During the Korean War, Sgt. Joseph E. Muller operated during the following campaigns:

- North Korean Aggression – 8 July to 38 October 1950
- Communist China Aggression – 13 December 1950 to 24 January 1951
- First UN Counter Offensive – 25 January to 12 April 1951
- Communist China Spring Offensive – 26 April to 8 July 1951
- UN Summer-Fall Offensive – 15 July to 27 November 1951
- Second Korean Winter – 28 November 1951 to 8 April 1952
- Korean Defense Summer-Fall 1952 – 16 July to 29 November 1952
- Third Korean Winter – 1 December 1952 to 27 April 1953
- Korean Summer-Fall 1953 – 1 May to 20 July 1952

In the spring of 1955, she sailed east, arriving in Hawaii for repairs in mid-May, and at New York City in late June for operations out of that port. Initially slated for Arctic resupply missions, she was transferred temporarily and in ready status to the Maritime Administration's National Defense Reserve Fleet (NDRF), Hudson River berthing area, on 7 December 1956, and, in September 1957, was declared surplus to the needs of the Navy.

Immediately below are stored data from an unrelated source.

use serde::{Deserialize, Serialize};

use crate::error::{Result, TesseraError};

/// Tesseract-style language tag: one or more traineddata names joined by `+`
/// (e.g. `eng`, `eng+deu`, `chi_sim`).
#[derive(Debug, Clone, PartialEq, Eq, Hash, Serialize, Deserialize)]
#[serde(try_from = "String", into = "String")]
pub struct LangTag(String);

impl LangTag {
    pub fn parse(value: &str) -> Result<Self> {
        let value = value.trim();
        let well_formed = !value.is_empty()
            && value.split('+').all(|part| {
                !part.is_empty()
                    && part
                        .chars()
                        .all(|c| c.is_ascii_alphanumeric() || c == '_' || c == '-')
            });

        if !well_formed {
            return Err(TesseraError::UnsupportedLanguage(format!(
                "Malformed language tag '{value}'"
            )));
        }

        Ok(Self(value.to_string()))
    }

    pub fn as_str(&self) -> &str {
        &self.0
    }

    /// Individual language names making up this tag.
    pub fn components(&self) -> impl Iterator<Item = &str> {
        self.0.split('+')
    }
}

impl std::fmt::Display for LangTag {
    fn fmt(&self, f: &mut std::fmt::Formatter<'_>) -> std::fmt::Result {
        f.write_str(&self.0)
    }
}

impl std::str::FromStr for LangTag {
    type Err = TesseraError;

    fn from_str(s: &str) -> Result<Self> {
        Self::parse(s)
    }
}

impl TryFrom<String> for LangTag {
    type Error = TesseraError;

    fn try_from(value: String) -> Result<Self> {
        Self::parse(&value)
    }
}

impl From<LangTag> for String {
    fn from(tag: LangTag) -> Self {
        tag.0
    }
}

/// Page segmentation mode, numbered as Tesseract numbers them.
#[derive(Debug, Clone, Copy, PartialEq, Eq, Hash, Serialize, Deserialize)]
#[serde(try_from = "u8", into = "u8")]
pub enum PageSegMode {
    OsdOnly = 0,
    AutoOsd = 1,
    AutoOnly = 2,
    Auto = 3,
    SingleColumn = 4,
    SingleBlockVertText = 5,
    SingleBlock = 6,
    SingleLine = 7,
    SingleWord = 8,
    CircleWord = 9,
    SingleChar = 10,
    SparseText = 11,
    SparseTextOsd = 12,
    RawLine = 13,
}

impl PageSegMode {
    pub const ALL: [PageSegMode; 14] = [
        Self::OsdOnly,
        Self::AutoOsd,
        Self::AutoOnly,
        Self::Auto,
        Self::SingleColumn,
        Self::SingleBlockVertText,
        Self::SingleBlock,
        Self::SingleLine,
        Self::SingleWord,
        Self::CircleWord,
        Self::SingleChar,
        Self::SparseText,
        Self::SparseTextOsd,
        Self::RawLine,
    ];

    pub fn as_u8(self) -> u8 {
        self as u8
    }
}

impl Default for PageSegMode {
    /// Uniform block of text. Default for shopping lists.
    fn default() -> Self {
        Self::SingleBlock
    }
}

impl TryFrom<u8> for PageSegMode {
    type Error = TesseraError;

    fn try_from(value: u8) -> Result<Self> {
        Self::ALL
            .into_iter()
            .find(|mode| mode.as_u8() == value)
            .ok_or_else(|| {
                TesseraError::InvalidSegmentationMode(format!(
                    "Unknown page segmentation mode {value} (expected 0-13)"
                ))
            })
    }
}

impl From<PageSegMode> for u8 {
    fn from(mode: PageSegMode) -> Self {
        mode.as_u8()
    }
}

impl std::fmt::Display for PageSegMode {
    fn fmt(&self, f: &mut std::fmt::Formatter<'_>) -> std::fmt::Result {
        write!(f, "{}", self.as_u8())
    }
}

impl std::str::FromStr for PageSegMode {
    type Err = TesseraError;

    fn from_str(s: &str) -> Result<Self> {
        let value: u8 = s.trim().parse().map_err(|_| {
            TesseraError::InvalidSegmentationMode(format!(
                "Page segmentation mode must be a number, got '{s}'"
            ))
        })?;
        Self::try_from(value)
    }
}

/// Pixel rectangle of a recognized region.
#[derive(Debug, Clone, Copy, PartialEq, Eq, Serialize, Deserialize, utoipa::ToSchema)]
pub struct BoundingBox {
    pub left: u32,
    pub top: u32,
    pub width: u32,
    pub height: u32,
}

#[derive(Debug, Clone, PartialEq, Serialize, Deserialize, utoipa::ToSchema)]
pub struct RegionConfidence {
    /// Region identifier, unique within one result (e.g. `b1.p1.l2`).
    pub id: String,
    /// Confidence in `[0, 1]`.
    pub confidence: f32,
    #[serde(skip_serializing_if = "Option::is_none")]
    pub bbox: Option<BoundingBox>,
}

/// Output of one recognition call.
#[derive(Debug, Clone, PartialEq)]
pub struct RecognitionResult {
    text: String,
    regions: Vec<RegionConfidence>,
    language: LangTag,
}

impl RecognitionResult {
    /// Scores outside `[0, 1]` are clamped and NaN scores become 0.
    pub fn new(text: String, regions: Vec<RegionConfidence>, language: LangTag) -> Self {
        let regions = regions
            .into_iter()
            .map(|mut region| {
                region.confidence = clamp_unit(region.confidence);
                region
            })
            .collect();

        Self {
            text,
            regions,
            language,
        }
    }

    pub fn empty(language: LangTag) -> Self {
        Self::new(String::new(), Vec::new(), language)
    }

    pub fn text(&self) -> &str {
        &self.text
    }

    pub fn regions(&self) -> &[RegionConfidence] {
        &self.regions
    }

    pub fn language(&self) -> &LangTag {
        &self.language
    }

    /// Mean region confidence, or 0 when nothing was recognized.
    pub fn mean_confidence(&self) -> f32 {
        if self.regions.is_empty() {
            return 0.0;
        }
        let sum: f32 = self.regions.iter().map(|r| r.confidence).sum();
        clamp_unit(sum / self.regions.len() as f32)
    }

    pub fn into_parts(self) -> (String, Vec<RegionConfidence>, LangTag) {
        (self.text, self.regions, self.language)
    }
}

fn clamp_unit(value: f32) -> f32 {
    if value.is_nan() {
        0.0
    } else {
        value.clamp(0.0, 1.0)
    }
}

The following month, she was returned to the Navy and, on 25 October, was permanently transferred to the NDRF and laid up with the Hudson River unit.

==Reactivated as a signals intelligence ship==
Just under five years later, in August 1962, Sgt. Joseph E. Muller was designated for activation, conversion to a research support ship, a cover for signals intelligence operations, and redelivery to the Navy on 20 September 1962. On 1 October, reactivation and conversion was begun at the Maryland Shipbuilding and Dry Dock Company, Baltimore, Maryland; on 30 October, she was reinstated on the Navy List as the miscellaneous auxiliary (AG), USNS Sgt. Joseph E. Muller (T-AG-171). A week later, the ship was towed to New Orleans, Louisiana, for further alterations. In April 1963, she arrived at Port Everglades, Florida, where she took up duties as one of three Military Sea Transportation Service operated technical research ships classed as Miscellaneous Auxiliary (AG), designated at the time simply "special project ships," for National Security Agency/Naval Security Group operating out of Port Everglades to the Caribbean under the general cover of oceanographic or atmospheric research operations.

==Final inactivation==
On 16 September 1969, the ship was again declared surplus; and, on 13 November, she was transferred back to the NDRF for berthing in the James River. Her name was struck from the Navy List on the same date. The ship was sold to Union Minerals and Alloys Corporation on 3 October 1972 with delivery for non transportation use on 7 December 1972.